An example I found interesting: in the early epidemiological research you see a substantial correlation between alcohol use and lung cancer. Turns out that's not a (direct) causal relationship, but just because smoking and drinking are correlated.

[-][anonymous]8y00

Highly suspect that time perspective predicts both schizphrenia and smoking

[-][anonymous]10y00

Thanks for your comment.

At first glance my first impulse is to comment this relationship between smoking and schizophreny...

...And just going with this post of mine, I think there's a causal relationship between schizophreny and smoking if this relationship is detected on an individual level. It could be that schizophrenia causes people to smoke for some reason, or through other factors, or that cigarete smoking causes schizophrenia, or there's a factor that causes both smoking and schizophrenia.. I think there has to be somekind of explanation, because coincidence seems too unlikely.
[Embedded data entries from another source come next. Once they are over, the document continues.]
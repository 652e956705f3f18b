//! SQLite persistence for analysis records.
//!
//! One `records` table holds the full serialized [`AnalysisRecord`] as a
//! JSON blob alongside a few indexed columns. The dashboard reads through
//! [`RecordRepository::latest`]; nothing here writes back into the pipeline.

use std::path::Path;
use std::sync::Mutex;

use rusqlite::Connection;
use uuid::Uuid;

use callscore_record::{AnalysisRecord, RecordRepository};

#[derive(Debug, thiserror::Error)]
pub enum StorageError {
    #[error("database error: {0}")]
    Database(#[from] rusqlite::Error),
    #[error("serialization error: {0}")]
    Serialization(#[from] serde_json::Error),
    #[error("not found: {0}")]
    NotFound(String),
}

pub type Result<T> = std::result::Result<T, StorageError>;

pub struct Database {
    conn: Mutex<Connection>,
}

impl Database {
    pub fn open(path: &Path) -> Result<Self> {
        let conn = Connection::open(path)?;
        let db = Self {
            conn: Mutex::new(conn),
        };
        db.init_schema()?;
        tracing::debug!(path = %path.display(), "opened record store");
        Ok(db)
    }

    pub fn open_in_memory() -> Result<Self> {
        let conn = Connection::open_in_memory()?;
        let db = Self {
            conn: Mutex::new(conn),
        };
        db.init_schema()?;
        Ok(db)
    }

    // Idempotent: safe to run on every open.
    fn init_schema(&self) -> Result<()> {
        let conn = self.conn.lock().expect("database mutex poisoned");
        conn.execute_batch(
            r#"
            CREATE TABLE IF NOT EXISTS records (
                record_id TEXT PRIMARY KEY,
                call_id TEXT NOT NULL,
                provider_used TEXT NOT NULL,
                created_at TEXT NOT NULL,
                composite_score REAL NOT NULL,
                record_json TEXT NOT NULL
            );

            CREATE INDEX IF NOT EXISTS idx_records_created_at ON records(created_at);
            CREATE INDEX IF NOT EXISTS idx_records_call_id ON records(call_id);
            "#,
        )?;
        Ok(())
    }
}

impl RecordRepository for Database {
    type Error = StorageError;

    /// Upserts on `record_id`: reprocessing a call replaces its previous
    /// record instead of accumulating duplicates.
    fn save(&self, record: &AnalysisRecord) -> Result<()> {
        let json = serde_json::to_string(record)?;
        let conn = self.conn.lock().expect("database mutex poisoned");
        conn.execute(
            "INSERT OR REPLACE INTO records (record_id, call_id, provider_used, created_at, composite_score, record_json) VALUES (?1, ?2, ?3, ?4, ?5, ?6)",
            (
                record.record_id.to_string(),
                &record.call_id,
                &record.provider_used,
                record.created_at.to_rfc3339(),
                record.composite_score,
                json,
            ),
        )?;
        tracing::debug!(call_id = %record.call_id, "saved analysis record");
        Ok(())
    }

    fn get(&self, record_id: &Uuid) -> Result<AnalysisRecord> {
        let conn = self.conn.lock().expect("database mutex poisoned");
        let json: String = conn
            .query_row(
                "SELECT record_json FROM records WHERE record_id = ?1",
                [record_id.to_string()],
                |row| row.get(0),
            )
            .map_err(|e| match e {
                rusqlite::Error::QueryReturnedNoRows => {
                    StorageError::NotFound(format!("record {record_id}"))
                }
                other => StorageError::Database(other),
            })?;
        Ok(serde_json::from_str(&json)?)
    }

    /// Newest first, ties broken by call id so paging is stable.
    fn latest(&self, limit: usize) -> Result<Vec<AnalysisRecord>> {
        let conn = self.conn.lock().expect("database mutex poisoned");
        let mut stmt = conn.prepare(
            "SELECT record_json FROM records ORDER BY created_at DESC, call_id ASC LIMIT ?1",
        )?;
        let rows = stmt.query_map([limit as i64], |row| row.get::<_, String>(0))?;

        let mut records = Vec::new();
        for row in rows {
            let json = row?;
            records.push(serde_json::from_str(&json)?);
        }
        Ok(records)
    }

    fn delete(&self, record_id: &Uuid) -> Result<()> {
        let conn = self.conn.lock().expect("database mutex poisoned");
        let affected = conn.execute(
            "DELETE FROM records WHERE record_id = ?1",
            [record_id.to_string()],
        )?;
        if affected == 0 {
            return Err(StorageError::NotFound(format!("record {record_id}")));
        }
        Ok(())
    }
}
But my judgement may be affected because I have the following vague memory:

...As far as I know cigarette smoke hinders a Fibroblastic or neuroblastic growth factor from functioning, it happens to affect the growth of amygdala, and damage to amygdala is linked to schizophreny. Which would.. Well "wink" at smoking -> growth factor malfunction -> amygdala malfunction -> increased likelihood for obtaining schizophrenic symptoms. However all these facts would need to be checked. :D

[This comment is no longer endorsed by its author]Reply

You might find Eliezer's essay on timeless causality interesting (for context, it is worth reading the whole sequence leading up to this).